The schools participating in this project are:
Students from Newport Free Grammar School present project on rights and responsibilities at the European Parliament in Brussels.
Students from Newport joined other students from our partner schools in Spain, The Basque Country and The Netherlands at the European Parliament in Brussels to present their findings from the ‘Futures Project’ that the schools have been working on over the last three years.
“This was a really exciting opportunity for all of the students and they were able to discuss and share ideas as well as present their findings to teachers, parents and members of the European Parliament. It showed that student rights and responsibilities are an important issue across Europe and that students from different countries share the same concerns and have the same priorities” said Mike Hodgkiss, project coordinator.
In each school students have been voting on their five most important rights and five most important responsibilities. There were some differences between age groups but a lot of similarity between the schools.
“I really enjoyed meeting the other students involved in the project and being able to see inside the Parliament building where important decisions for Europe are made. Although we were a bit nervous, we really enjoyed giving our PowerPoint presentations to everyone ”.

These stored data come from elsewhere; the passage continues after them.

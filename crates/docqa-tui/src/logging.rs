//! Tracing setup: a daily log file plus a layer that mirrors core events into
//! the activity panel.

use std::fmt::Write as _;
use std::path::{Path, PathBuf};

use tokio::sync::mpsc;
use tracing::{Event, Level, Subscriber};
use tracing_appender::non_blocking::WorkerGuard;
use tracing_appender::rolling::{InitError, RollingFileAppender, Rotation};
use tracing_subscriber::layer::{Context, SubscriberExt};
use tracing_subscriber::util::SubscriberInitExt;
use tracing_subscriber::{EnvFilter, Layer, fmt};

use crate::model::activity::ActivityEntry;

/// Directory for log files: `<cache_dir>/docqa/logs`.
pub fn log_dir() -> PathBuf {
    dirs::cache_dir()
        .unwrap_or_else(|| PathBuf::from("."))
        .join("docqa")
        .join("logs")
}

/// Daily-rotated `docqa.log.*` files in `dir`, created if missing.
fn file_appender(dir: &Path) -> Result<RollingFileAppender, InitError> {
    RollingFileAppender::builder()
        .rotation(Rotation::DAILY)
        .filename_prefix("docqa.log")
        .build(dir)
}

/// Install the global subscriber. The terminal belongs to the UI, so nothing
/// is written to stdout/stderr; keep the guard alive until exit to flush.
pub fn init(
    verbose: bool,
    activity_tx: mpsc::UnboundedSender<ActivityEntry>,
) -> anyhow::Result<WorkerGuard> {
    let dir = log_dir();
    let file_appender = file_appender(&dir)
        .map_err(|e| anyhow::anyhow!("cannot log to {}: {e}", dir.display()))?;
    let (writer, guard) = tracing_appender::non_blocking(file_appender);

    let default_level = if verbose { "debug" } else { "info" };
    let filter = EnvFilter::try_from_default_env()
        .unwrap_or_else(|_| EnvFilter::new(format!("docqa_core={default_level},docqa_tui={default_level}")));

    tracing_subscriber::registry()
        .with(filter)
        .with(fmt::layer().with_writer(writer).with_ansi(false))
        .with(ActivityLayer::new(activity_tx))
        .init();

    Ok(guard)
}

/// Forwards INFO and above from the core crate to the activity panel.
///
/// Core logs user-driven steps (loads, switches, exports) at DEBUG; the app
/// writes its own line for those. Only background work surfaces here.
pub struct ActivityLayer {
    sender: mpsc::UnboundedSender<ActivityEntry>,
}

impl ActivityLayer {
    pub fn new(sender: mpsc::UnboundedSender<ActivityEntry>) -> Self {
        Self { sender }
    }
}

impl<S> Layer<S> for ActivityLayer
where
    S: Subscriber,
{
    fn on_event(&self, event: &Event<'_>, _ctx: Context<'_, S>) {
        let meta = event.metadata();
        if *meta.level() > Level::INFO || !meta.target().starts_with("docqa_core") {
            return;
        }
        let mut visitor = MessageVisitor::default();
        event.record(&mut visitor);
        // Receiver gone means the UI is shutting down
        let _ = self
            .sender
            .send(ActivityEntry::new(*meta.level(), visitor.finish()));
    }
}

/// Renders `message` followed by the remaining fields as `key=value`.
#[derive(Default)]
struct MessageVisitor {
    message: String,
    fields: String,
}

impl MessageVisitor {
    fn finish(self) -> String {
        if self.fields.is_empty() {
            self.message
        } else {
            format!("{}{}", self.message, self.fields)
        }
    }
}

impl tracing::field::Visit for MessageVisitor {
    fn record_str(&mut self, field: &tracing::field::Field, value: &str) {
        if field.name() == "message" {
            self.message = value.to_string();
        } else {
            let _ = write!(self.fields, " {}={}", field.name(), value);
        }
    }

    fn record_debug(&mut self, field: &tracing::field::Field, value: &dyn std::fmt::Debug) {
        if field.name() == "message" {
            self.message = format!("{:?}", value);
        } else {
            let _ = write!(self.fields, " {}={:?}", field.name(), value);
        }
    }
}

#[cfg(test)]
mod tests {
    use super::*;

    #[test]
    fn core_events_reach_activity_channel() {
        let (tx, mut rx) = mpsc::unbounded_channel();
        let subscriber = tracing_subscriber::registry().with(ActivityLayer::new(tx));
        tracing::subscriber::with_default(subscriber, || {
            tracing::info!(target: "docqa_core::gateway", key = "a.pdf", "mirrored upload");
            tracing::debug!(target: "docqa_core::gateway", "too chatty");
            tracing::info!(target: "hyper::client", "not ours");
        });

        let entry = rx.try_recv().unwrap();
        assert_eq!(entry.level, Level::INFO);
        assert_eq!(entry.message, "mirrored upload key=a.pdf");
        assert!(rx.try_recv().is_err());
    }

    #[test]
    fn unusable_log_dir_is_an_error() {
        let dir = tempfile::tempdir().unwrap();
        let blocker = dir.path().join("not-a-dir");
        std::fs::write(&blocker, b"").unwrap();
        assert!(file_appender(&blocker.join("logs")).is_err());
    }

    #[test]
    fn log_dir_is_created_on_demand() {
        let dir = tempfile::tempdir().unwrap();
        let logs = dir.path().join("docqa").join("logs");
        assert!(file_appender(&logs).is_ok());
        assert!(logs.is_dir());
    }
}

The presentations were part of the final outcome to the project that has involved students looking at their school ‘past, present and future’ and thinking about what their own futures might be like. The Charter of Rights and Responsibilities will be placed on each school’s website, on the website of Euro School Net 2000 (an organisation of schools and colleges across Europe co-founded by Newport Free Grammar School) and is now available for other MEPs to read at the European Parliament.
Below is the European Charter of Rights and Responsibilities written and compiled by students from the four countries:
We have the right:
1. to work and learn in a clean and a safe environment.
2. to be free to say what we want to say but show respect for others and their views.
3. to be respected by others regardless of our political, religious, moral or sexual beliefs.
4. not to be bullied or degraded by others in our community.
5. to have the same opportunities regardless of any physical, mental or social handicap/disability.
We have a responsibility/duty:
1. to keep our learning environment clean and safe.
2. to respect others in our community and their views and beliefs.
3. to pay attention at school and in class and not to disrupt the learning of others.
4. to respect the school’s and others’ property.
5. to follow the school rules and code of conduct.
The next steps in the Project are:
1. Each school to enable students through discussion and voting to arrive at Five Rights and Five Responsibilities. Each school to e-mail this list to partner schools.
2. Each school would get students to look at the differences and similarities between schools. Students would identify ‘good’ and ‘bad’ points in each school and make suggestions about the changes they would make. From this students (and teachers) would gain a greater awareness of the structures and processes in each school as well as something of the cultural background.
3. Schools will begin to explore ways for students to exchange views/opinions/facts and to make suggestions on how students might decide/vote on a Common set of European Rights and Responsibilities.
Recently students from the School, joined students from partner schools in the Netherlands, Spain and the Basque Country in participating in a ‘live’ debate on a website developed by an organisation called TIME. This is an annual global telecommunications project for secondary schools initiated for and developed in cooperation with UNESCO. TIME seeks effective and innovative ways to enable young people from many different cultures and countries to communicate and co-operate with each other on current world issues.
The event was timed so that students from all four countries could take part in exchanging views on student rights and student responsibilities. It was part of a citizenship project called FUTURES which, with funding from the British Council, has involved students from Newport Free Grammar School, Eijkhagen College in the Netherlands, Santa Maria La Real in Spain and Urola Ikastola in the Basque Country working together on a European Charter for Student Rights and Responsibilities. Newport students from year 9 were joined at school for the ‘live’ debate by three students from Santa Maria La Real who were in the UK on a school language exchange visit.
‘It was fantastic to meet up with some of the students we have been working with, from Spain, but also to be able to ‘chat’ with students from our other partner schools’ said one of the year 9 students.
‘Students really enjoyed the experience and the topics of discussion ranged from securing equal rights for students with disabilities to whether students should wear uniform. We shall continue to use the website as a means of communication and discussion and hope that it might lead to securing funding for a visit to the European Parliament in Brussels and providing the students from all four schools with the opportunity to put their views to Euro MPs.’ said Deputy Headteacher, Mike Hodgkiss.
Students at Newport will now be voting on the rights and responsibilities that the FUTURES group have decided upon. Then the Student Council will compile the five most important rights and responsibilities. ‘We want to see if our fellow students in other countries come up with the same or different rights and responsibilities’ say students from the FUTURES group.